Andrew Cuomo vexes me. For the third time since the New York pension fund scandal began, he has allowed a private equity player to buy its way out of trouble. I know the state has a fiscal crisis, but is this really the best way to move from red to black?
The latest insult to legal accountability came yesterday, when Cuomo announced that PE consultant Pacific Corporate Group had agreed to: (a) Pay $2 million, and (b) Sign Cuomo’s much-ballyhooed Code of Conduct. In exchange, PCG was promised that Cuomo would not pursue criminal or civil prosecution related to PCG’s past activities in New York or anywhere else (like, say, California – although sources say that Jerry Brown is beginning to look into that state’s placement agent skeletons).
What had PCG done wrong? Well, officially nothing – since PCG was required to neither confirm nor deny any of the AG’s findings. Kind of like how The Carlyle Group didn’t do anything wrong, even though it cut a $20 million check. That Cuomo must be awfully persuasive. Maybe he actually could resolve the budget mess, by squeezing cash out of every other PE firm doing business in New York, given that no actual wrongdoing is needed as a prerequisite…
Unofficially, PCG was accused of helping enrich indicted “placement agent” Hank Morris. Specifically, Morris was given an undisclosed 5% ownership stake in a $750 million co-investment vehicle funded by New York State Common Retirement Fund, and formed/managed by PCG and hedge fund The Clinton Group. Basically a kickback, in that Morris’ involvement was required in order to secure the $750 million commitment.
This is where it gets a bit tricky. PCG and Cuomo say that former PCG executive Steve Moseley was aware of Morris’ involvement, and concealed it from both PCG and New York pension fund overseers (neither uses Moseley’s name, but we’re all friends here). Moseley declined to comment yesterday, but said last month that he had “been assured by the Attorney General of New York that I am not a target of the ongoing industry investigation.”
Moreover, a separate source tells me that he does not believe Moseley knew about Morris’ involvement. How could that be? The argument is that Morris’ stake was actually coming from Barrett Wissman, a Texas hedge fund manager who held a 10% position in the co-investment vehicle (and sat on its investment committee). As such, Moseley could have been aware of Wissman without being aware of Morris (I’m a bit agnostic toward the whole situation right now).

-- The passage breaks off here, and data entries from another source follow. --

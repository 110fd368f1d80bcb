//! Business logic layer
//!
//! Services sit between the CLI handlers and the storage repositories.

pub mod ledger;

pub use ledger::{LedgerService, NewExpense};
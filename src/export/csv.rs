//! CSV export
//!
//! Writes the expense table in the same four-column shape as the backing
//! artifact, suitable for download or re-import.

use std::io::Write;

use crate::error::{LedgerError, LedgerResult};
use crate::models::Ledger;

/// Export all expense records to CSV
pub fn export_expenses_csv<W: Write>(ledger: &Ledger, writer: &mut W) -> LedgerResult<()> {
    writeln!(writer, "Date,Item,Price,Note")
        .map_err(|e| LedgerError::Export(e.to_string()))?;

    for record in &ledger.records {
        writeln!(
            writer,
            "{},{},{},{}",
            record.date.format("%Y-%m-%d"),
            escape_csv(&record.item),
            record.price.to_decimal_string(),
            escape_csv(&record.note)
        )
        .map_err(|e| LedgerError::Export(e.to_string()))?;
    }

    Ok(())
}

/// Escape a string for CSV format
fn escape_csv(s: &str) -> String {
    if s.contains(',') || s.contains('"') || s.contains('\n') {
        format!("\"{}\"", s.replace('"', "\"\""))
    } else {
        s.to_string()
    }
}
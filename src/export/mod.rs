//! Export functionality
//!
//! Pure transformations of the ledger into downloadable payloads; no
//! export mutates state.

pub mod csv;
pub mod text;
pub mod workbook;

pub use csv::export_expenses_csv;
pub use text::export_text_report;
pub use workbook::export_workbook;

use clap::ValueEnum;

/// Supported export formats
#[derive(Debug, Clone, Copy, PartialEq, Eq, ValueEnum)]
pub enum ExportFormat {
    /// Delimited-text table (`Date,Item,Price,Note`)
    Csv,
    /// Plain-text report
    Text,
    /// XLSX workbook with `Expenses` and `Settings` sheets
    Workbook,
}

impl ExportFormat {
    /// Conventional file extension for the format
    pub fn extension(&self) -> &'static str {
        match self {
            Self::Csv => "csv",
            Self::Text => "txt",
            Self::Workbook => "xlsx",
        }
    }
}
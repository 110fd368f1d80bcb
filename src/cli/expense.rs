//! Expense CLI commands
//!
//! Implements add, list, and grid-edit replacement of the expense table.

use std::fs::File;
use std::path::PathBuf;

use chrono::Local;
use clap::Subcommand;

use crate::config::settings::Settings;
use crate::display;
use crate::error::{LedgerError, LedgerResult};
use crate::models::{parse_date_flexible, Ledger, Money};
use crate::services::{LedgerService, NewExpense};
use crate::storage::{read_expense_rows, Store};

/// Expense subcommands
#[derive(Subcommand)]
pub enum ExpenseCommands {
    /// Add a new expense
    Add {
        /// Item name (e.g., "Milk")
        item: String,

        /// Price paid (e.g., "50" or "50.00")
        price: String,

        /// Expense date (YYYY-MM-DD); defaults to today
        #[arg(short, long)]
        date: Option<String>,

        /// Optional note
        #[arg(short, long)]
        note: Option<String>,
    },

    /// List recorded expenses
    List {
        /// Show only the most recent N entries
        #[arg(short, long)]
        limit: Option<usize>,
    },

    /// Replace the whole table from an edited CSV file
    Edit {
        /// Path to a CSV file with Date,Item,Price,Note columns
        file: PathBuf,
    },
}

/// Handle an expense command
pub fn handle_expense_command(
    store: &Store,
    settings: &Settings,
    ledger: &mut Ledger,
    cmd: ExpenseCommands,
) -> LedgerResult<()> {
    let service = LedgerService::new(store);

    match cmd {
        ExpenseCommands::Add {
            item,
            price,
            date,
            note,
        } => {
            let date = match date {
                Some(s) => parse_date_flexible(&s)
                    .ok_or_else(|| LedgerError::Validation(format!("Invalid date: {}", s)))?,
                None => Local::now().date_naive(),
            };
            let price = Money::parse(&price)
                .map_err(|e| LedgerError::Validation(format!("Invalid price: {}", e)))?;

            let record = service.add_expense(
                ledger,
                NewExpense {
                    date,
                    item,
                    price,
                    note,
                },
            )?;

            println!(
                "Added {} ({}) on {}",
                record.item,
                record.price.format_with_symbol(&settings.currency_symbol),
                record.date.format("%Y-%m-%d")
            );
            println!();
            print!(
                "{}",
                display::format_summary(
                    ledger,
                    &service.totals(ledger),
                    &settings.currency_symbol
                )
            );
        }

        ExpenseCommands::List { limit } => {
            let records = &ledger.records;
            let shown = match limit {
                Some(n) => &records[records.len().saturating_sub(n)..],
                None => &records[..],
            };

            println!(
                "{}",
                display::format_expense_table(shown, &settings.currency_symbol)
            );
            if shown.len() < records.len() {
                println!("(showing {} of {} entries)", shown.len(), records.len());
            }
        }

        ExpenseCommands::Edit { file } => {
            let handle = File::open(&file).map_err(|e| {
                LedgerError::Io(format!("Failed to open {}: {}", file.display(), e))
            })?;
            let records = read_expense_rows(handle)?;
            let count = records.len();

            service.replace_records(ledger, records)?;

            println!(
                "Replaced the expense table with {} rows from {}",
                count,
                file.display()
            );
        }
    }

    Ok(())
}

The irony here is that Wissman was supposedly brought into the co-investment fund as a sort of overseer, because of staffing instability at PCG. As the fund was being formed, Moseley and three other senior PCG execs all bailed (part of a long line) – although only Moseley was allowed out of his non-compete agreement (he went to Clinton Group, in order to keep working on the co-investment fund).
Wissman has since plead guilty to securities fraud, and is almost certainly the source of Cuomo’s belief that Moseley was aware of the situation. But, again, we have Moseley saying he’s not the target of an investigation. If Cuomo believes his own argument, then why no indictment against Moseley or PCG as a whole? Ditto for Steve Rattner and Quadrangle? Or David Leuschen and Riverstone? Or pick a name at Carlyle?
Could it be that Cuomo is being a bit too loose with some of his punches, because he needn’t prove them in a court of law? Or does he just want to use these “code of conduct” signees in his next political campaign?
Make no mistake: I’m thrilled that Cuomo is bringing a lot of dirty secrets out into the open. What I don’t understand is what he’s doing post-exposition. Again, vexing.